Las mujeres son las que dirigen aquí. Conducen furgonetas de 5 metros de largo como si fueran coches de juguete. Cuando ven llegado el momento en que el cielo no amenaza lluvia descargan los hierros primero, el género después y con una habilidad pasmosa empiezan a dar forma a lo que en pocos minutos será una parada tan sólida y estable que pareciera que siempre hubiera estado ahí. Gestionan la economía familiar y deciden cuál es el momento adecuado para ir a emplear (comprar la mercancía). Una vez en los almacenes, valoran la calidad del género y negocian precio. A los hombres no les queda otra que acompañarlas, imitarlas y admirar su valía y destreza. Las gitanas son enterpreneur (ese término tan moderno ahora) y participan de la vida empresarial de este país tanto o más que las payas, al contrario de lo que popularmente se cree. Cuando en el siglo XV las mujeres payas vivían sometidas a los roles de esposa de un noble, campesina o monja, las gitanas que llegaron aquí ya comerciaban con los tratantes de la época. Y cuando las mujeres payas empezaron a reivindicar su derecho a trabajar fuera del hogar, las gitanas ya llevaban haciéndolo durante siglos. Eran independientes, autosuficientes, decididas, seguras de sí mismas, se autogobernaban. Eran libres. Las romanís son tan capaces de adaptarse al medio que su seguridad y fuerza resultan abrumadoras hasta para mí, que soy gitana.

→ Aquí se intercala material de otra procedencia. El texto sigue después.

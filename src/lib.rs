//! # pdf2epub
//!
//! Convert PDF documents to EPUB e-books as trackable, cancellable,
//! retryable jobs.
//!
//! ## Why this crate?
//!
//! Naive PDF-to-EPUB converters treat every document the same way and fail
//! in opposite directions: born-digital PDFs come out fine but scanned books
//! become empty shells, while OCR-everything pipelines waste minutes and
//! money re-reading text the PDF already carries. This crate first
//! *classifies* each document (text-based, scanned, or mixed) with cheap
//! page-level heuristics and picks the extraction strategy accordingly —
//! then validates the produced EPUB against the container specification so a
//! broken book is caught here, not on the reader's device.
//!
//! ## Pipeline Overview
//!
//! ```text
//! PDF
//!  │
//!  ├─ 1. Analyze   classify pages: text-based / scanned / mixed
//!  ├─ 2. Extract   pull text, chunk-by-chunk on large documents
//!  ├─ 3. Enrich    OCR/LLM markdown for scanned docs (opt-in)
//!  ├─ 4. Generate  build chapters, delegate EPUB serialization
//!  ├─ 5. Validate  structural EPUB 2/3 compliance check
//!  └─ 6. Complete  result bytes + validation report on the job
//! ```
//!
//! Every step is a checkpoint: it updates the job's progress and step
//! history, and observes cooperative cancellation before proceeding.
//! Collaborator failures are retried with linear backoff; each retry
//! restarts the pipeline from analysis.
//!
//! ## Quick Start
//!
//! ```rust,no_run
//! use std::sync::Arc;
//! use pdf2epub::{JobSpec, OrchestratorConfig, PipelineOrchestrator};
//! # use pdf2epub::{Chapter, CollaboratorError, EpubByteEncoder, PdfPageExtractor, PageDescriptor, PageImage};
//! # struct MyExtractor; struct MyEncoder;
//! # #[async_trait::async_trait]
//! # impl PdfPageExtractor for MyExtractor {
//! #     async fn describe(&self, _: &[u8]) -> Result<Vec<PageDescriptor>, CollaboratorError> { Ok(vec![]) }
//! #     async fn extract_text(&self, _: &[u8], _: Option<&[u32]>) -> Result<Vec<(u32, String)>, CollaboratorError> { Ok(vec![]) }
//! #     async fn extract_images(&self, _: &[u8]) -> Result<Vec<PageImage>, CollaboratorError> { Ok(vec![]) }
//! # }
//! # #[async_trait::async_trait]
//! # impl EpubByteEncoder for MyEncoder {
//! #     async fn encode(&self, _: &str, _: &str, _: &[Chapter], _: Option<&str>) -> Result<Vec<u8>, CollaboratorError> { Ok(vec![]) }
//! # }
//!
//! #[tokio::main]
//! async fn main() -> Result<(), Box<dyn std::error::Error>> {
//!     let orchestrator = PipelineOrchestrator::new(
//!         Arc::new(MyExtractor),
//!         Arc::new(MyEncoder),
//!         OrchestratorConfig::default(),
//!     );
//!
//!     let job = orchestrator.start(JobSpec {
//!         id: "job-1".into(),
//!         filename: "book.pdf".into(),
//!         file_size: 1024,
//!         ocr_enabled: false,
//!         pdf: std::fs::read("book.pdf")?,
//!     }).await;
//!
//!     // Poll until terminal, then fetch the result.
//!     let status = orchestrator.status(&job.id).await?;
//!     println!("{:?} at {}%", status.state, status.progress);
//!     Ok(())
//! }
//! ```
//!
//! ## Collaborators
//!
//! The core owns the classification, job machinery and validation; the
//! byte-level heavy lifting is injected:
//!
//! | Trait | Responsibility |
//! |-------|----------------|
//! | [`PdfPageExtractor`] | page descriptors, text, images from PDF bytes |
//! | [`EpubByteEncoder`] | chapters → EPUB package bytes |
//! | [`ContentEnrichmentAgent`] | OCR/LLM markdown for scanned documents |
//! | [`JobTransport`] | where runs execute (in-process by default) |

// ── Modules ──────────────────────────────────────────────────────────────

pub mod collaborators;
pub mod config;
pub mod error;
pub mod job;
pub mod orchestrator;
pub mod pipeline;
pub mod transport;

// ── Re-exports ───────────────────────────────────────────────────────────

pub use collaborators::{
    Chapter, ContentEnrichmentAgent, EpubByteEncoder, PageDescriptor, PageImage, PdfPageExtractor,
};
pub use config::{OrchestratorConfig, OrchestratorConfigBuilder};
pub use error::{CollaboratorError, ConvertError};
pub use job::{CancelToken, ConversionJob, JobState, JobStep, JobStore};
pub use orchestrator::{JobSpec, PipelineOrchestrator};
pub use pipeline::classify::{classify, DocumentAnalysis, DocumentType, PageAnalysis};
pub use pipeline::validate::{validate_epub, IssueLevel, ValidationIssue, ValidationResult};
pub use transport::{JobTransport, LocalTransport, TaskHandle, TaskStatus, TransportJobSpec};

Ya no se respira la alegría y el trajín que había antaño. Ahora el mercado está sombrío, los vendedores murmullan y las gitanas apenas gritan reclamos para sus prendas. La esperanza de que sus hijas y nietas puedan ganarse la vida dignamente se ha desvanecido y abatidas suspiran por un mañana que se presenta desafiante. No desfallecen, ya antes han sobrevivido a las penurias y dificultades a las que la sociedad paya con sus leyes antigitanas asociadas a la globalización económica les someten. No se rinden, el amor por los suyos es más fuerte que cualquier monstruo irlandés que domina la voluntad del que viste de traje y corbata y dicta las leyes de la vida.

No dejéis de ir a comprar a los mercados tradicionales, de pasear por sus calles laberínticas, de respirar el olor de la mañana, de saborear la vida que fluye de puesto en puesto, de mezclaros entre la gente que como vosotras buscan un respiro a tanto reclamo publicitario de las grandes firmas, minuciosamente elaborado para hacerte creer que necesitas consumir sus productos. No dejemos que se extingan las últimas muestras de resistencia al capitalismo que está destruyendo el planeta y absorbiendo a los pueblos en un individualismo desolador. No permitamos que los mercados desaparezcan.